United States Ambassador to Singapore
- In office December 13, 1980 – June 14, 1984
- President: Jimmy Carter Ronald Reagan
- Preceded by: Richard F. Kneip
- Succeeded by: J. Stapleton Roy

Personal details
- Born: Harry Elstner Talbott Thayer September 10, 1927 Boston, Massachusetts, U.S.
- Died: January 21, 2017 (aged 89) Washington, D.C., U.S.
- Relatives: Nate Thayer (son)
- Alma mater: Yale University

= Harry E. T. Thayer =

American diplomat

Harry Elstner Talbott Thayer (Chinese:宋賀德, September 10, 1927 – January 21, 2017) was an American diplomat who served as the seventh United States Ambassador to Singapore from 1980 to 1985.

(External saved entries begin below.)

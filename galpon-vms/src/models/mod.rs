//! Domain types for the verification and sorting workflows

pub mod clasificacion;
pub mod records;
pub mod scan;
pub mod shipment;

pub use clasificacion::*;
pub use records::*;
pub use scan::*;
pub use shipment::*;
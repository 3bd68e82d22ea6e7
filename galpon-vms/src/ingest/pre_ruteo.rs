//! Pre-ruteo route plan parser
//!
//! The route planner exports a fixed layout: four title rows, headers on the
//! fifth row (index 4), data from the sixth, and column A left blank as a
//! gutter. Dates arrive as Excel serial numbers.

use std::collections::HashMap;

use calamine::Data;

use super::workbook::{
    cell_to_date_rfc3339, cell_to_f64, cell_to_opt_string, cell_to_string, first_sheet_cells,
    header_positions, missing_headers, row_is_empty,
};
use super::IngestError;
use crate::models::PreRuteoRecord;

pub const REQUIRED_HEADERS: [&str; 16] = [
    "Código cliente",
    "Razón social",
    "Domicilio",
    "Tipo de Cliente",
    "Fecha de Reparto",
    "Codigo Reparto",
    "Máquina",
    "Chofer",
    "Fecha De Pedido",
    "Codigo de Pedido",
    "Ventana Horaria",
    "Arribo",
    "Partida",
    "Peso (kg)",
    "Volumen (m3)",
    "Dinero ($)",
];

const HEADER_ROW: usize = 4;
const DATA_ROW: usize = 5;
const MIN_ROWS: usize = 6;

#[derive(Debug)]
pub struct PreRuteoParse {
    pub records: Vec<PreRuteoRecord>,
    /// Rows dropped for lacking a codigo de pedido
    pub skipped: usize,
}

pub fn parse_pre_ruteo(bytes: &[u8]) -> Result<PreRuteoParse, IngestError> {
    let grid = first_sheet_cells(bytes)?;
    if grid.len() < MIN_ROWS {
        return Err(IngestError::TooFewRows {
            found: grid.len(),
            required: MIN_ROWS,
        });
    }

    // Headers sit at row index 4; column A is skipped as the blank gutter
    let positions: HashMap<String, usize> = header_positions(&grid[HEADER_ROW])
        .into_iter()
        .filter(|&(_, idx)| idx >= 1)
        .collect();

    let missing = missing_headers(&REQUIRED_HEADERS, &positions);
    if !missing.is_empty() {
        return Err(IngestError::MissingColumns(missing));
    }

    let text = |row: &[Data], name: &str| -> Option<String> {
        positions
            .get(name)
            .and_then(|&idx| row.get(idx))
            .and_then(cell_to_opt_string)
    };
    let number = |row: &[Data], name: &str| -> Option<f64> {
        positions
            .get(name)
            .and_then(|&idx| row.get(idx))
            .and_then(cell_to_f64)
    };
    let date = |row: &[Data], name: &str| -> Option<String> {
        positions
            .get(name)
            .and_then(|&idx| row.get(idx))
            .and_then(cell_to_date_rfc3339)
    };

    let mut records = Vec::new();
    let mut skipped = 0;

    for row in grid.iter().skip(DATA_ROW) {
        if row.len() <= 1 || row_is_empty(&row[1..]) {
            continue;
        }
        let codigo_pedido = match text(row, "Codigo de Pedido") {
            Some(c) => c,
            None => {
                skipped += 1;
                continue;
            }
        };

        records.push(PreRuteoRecord {
            codigo_cliente: text(row, "Código cliente"),
            razon_social: text(row, "Razón social"),
            domicilio: text(row, "Domicilio"),
            tipo_cliente: text(row, "Tipo de Cliente"),
            fecha_reparto: date(row, "Fecha de Reparto"),
            codigo_reparto: text(row, "Codigo Reparto"),
            maquina: text(row, "Máquina"),
            chofer: text(row, "Chofer"),
            fecha_pedido: date(row, "Fecha De Pedido"),
            codigo_pedido,
            ventana_horaria: text(row, "Ventana Horaria"),
            arribo: date(row, "Arribo"),
            partida: date(row, "Partida"),
            peso_kg: number(row, "Peso (kg)"),
            volumen_m3: number(row, "Volumen (m3)"),
            dinero: number(row, "Dinero ($)"),
            raw_data: raw_row_json(&positions, row),
        });
    }

    Ok(PreRuteoParse { records, skipped })
}

fn raw_row_json(positions: &HashMap<String, usize>, row: &[Data]) -> Option<String> {
    let mut map = serde_json::Map::new();
    for (name, &idx) in positions {
        if let Some(cell) = row.get(idx) {
            let rendered = cell_to_string(cell);
            if !rendered.is_empty() {
                map.insert(name.clone(), serde_json::Value::String(rendered));
            }
        }
    }
    if map.is_empty() {
        None
    } else {
        serde_json::to_string(&map).ok()
    }
}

==Early life, family and education==
Thayer was born in Boston, Massachusetts.

From 1945 to 1946, Thayer served in the US Navy. He attended Yale University and graduated in 1951.

His son, Nate, was a journalist who gained recognition after he interviewed Pol Pot in 1997.

==Career==
Thayer worked for Newsweek from 1952 to 1954, followed by two years with the Philadelphia Bulletin.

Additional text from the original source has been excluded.